Vermont Senator Bernie Sanders is drawing the largest crowds and raising lots of money for the 2016 presidential campaign. He has also raised more than $15 million in his first quarter as a declared presidential candidates, CNN Politics reported today. With polls showing Sanders closing in on Hillary nationally and in Iowa and New Hampshire, Bernie might well be the strongest challenger to Clinton for the Democratic nomination for president right now.
Sanders declared his candidacy for president in April of this year, and since then received 400,000 donations about more than 250,000 donors, for a total of $15 million. About 99 percent of those donations were less than $250, and the average donation was $33.51, CNN Politics magazine reported. Most donations are obtained online and by handing out donation envelopes during his campaign rallies.
“We have (raised money) very, very differently than other campaigns,” Sanders told CNN Politics, “But I believe we will be able to raise, as will be indicated in this reporting period and in the future, enough money to run a winning campaign.”
At the same time, Hillary Clinton’s campaign raises $45 million, more than Barack Obama’s campaign raised during the same quarter in 2012.
The Sanders campaign reports having $12 million cash on hand and no loans or debts it owes, Politico reports. Also, the campaign has 50 staff members on payroll, including 30 in Iowa.
Campaigning in Iowa, the Vermont Senator spoke to a crowd of almost 10,000 in Madison, Wisconsin after attracting a crowd of 5,000 recently in Denver, Colorado, NBC News reported today.

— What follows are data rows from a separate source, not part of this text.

//! Depot sub-skim: the zones × depots travel-time slice used for assignment.
//!
//! Rows are all matrix positions, columns are the depots in depot-ID-sorted
//! order.  Values are the travel time **from the depot's zone to the row's
//! zone** (the delivery direction), converted to hours and rounded to 4
//! decimals.  The full skim is only needed to build this; assignment reads
//! nothing else.

use pg_core::MatrixPos;

use crate::matrix::SkimMatrix;
use crate::units::{round4, secs_to_hours};

/// Zones × depots travel-time table in hours.
#[derive(Debug)]
pub struct ParcelSkim {
    /// Row-major `[zone][depot]` hours.
    data:     Vec<f64>,
    n_depots: usize,
}

impl ParcelSkim {
    /// Extract the depot columns from a seconds-unit travel-time skim.
    ///
    /// `depot_positions[j]` is the matrix position of the zone holding depot
    /// column `j`.
    pub fn build(skim: &SkimMatrix, depot_positions: &[MatrixPos]) -> ParcelSkim {
        let dim = skim.dim();
        let n_depots = depot_positions.len();
        let mut data = vec![0.0; dim * n_depots];

        for (j, &depot_pos) in depot_positions.iter().enumerate() {
            let row = skim.row(depot_pos);
            for (i, &secs) in row.iter().enumerate() {
                data[i * n_depots + j] = round4(secs_to_hours(secs));
            }
        }

        ParcelSkim { data, n_depots }
    }

    pub fn n_depots(&self) -> usize {
        self.n_depots
    }

    /// Travel time in hours from depot column `depot_col` to `zone`.
    #[inline]
    pub fn hours(&self, zone: MatrixPos, depot_col: usize) -> f64 {
        self.data[zone.index() * self.n_depots + depot_col]
    }
}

“Tonight we have made history,” Sanders declared in Madison, Wisconsin, “Tonight we have more people at a meeting for a candidate for president of the United States than any other candidates have.”
The Washington Post is reporting that “Bernie Sanders and Donald Trump are making the race a lot more interesting,” referring to the surges of the respective Democratic and Republican candidates who are challenging the front-runners in both parties respectively. While Trump is showing up in second place in some polls in his challenge to Republican front runner Jeb Bush, Sanders is likewise challenging Hillary Clinton for the Democratic nomination.
Massachusetts Senator Elizabeth Warren, who declined to run for president for 2016, has said, “I love what Bernie is talking about,” the Boston Herald has reported, further stating, “Bernie’s out talking about the issues that the American people want to hear about.”
Will Bernie Sanders beat Hillary Clinton for the Democrat nomination in 2016? Only time will tell, but a look back at 2008 suggests that it may be possible.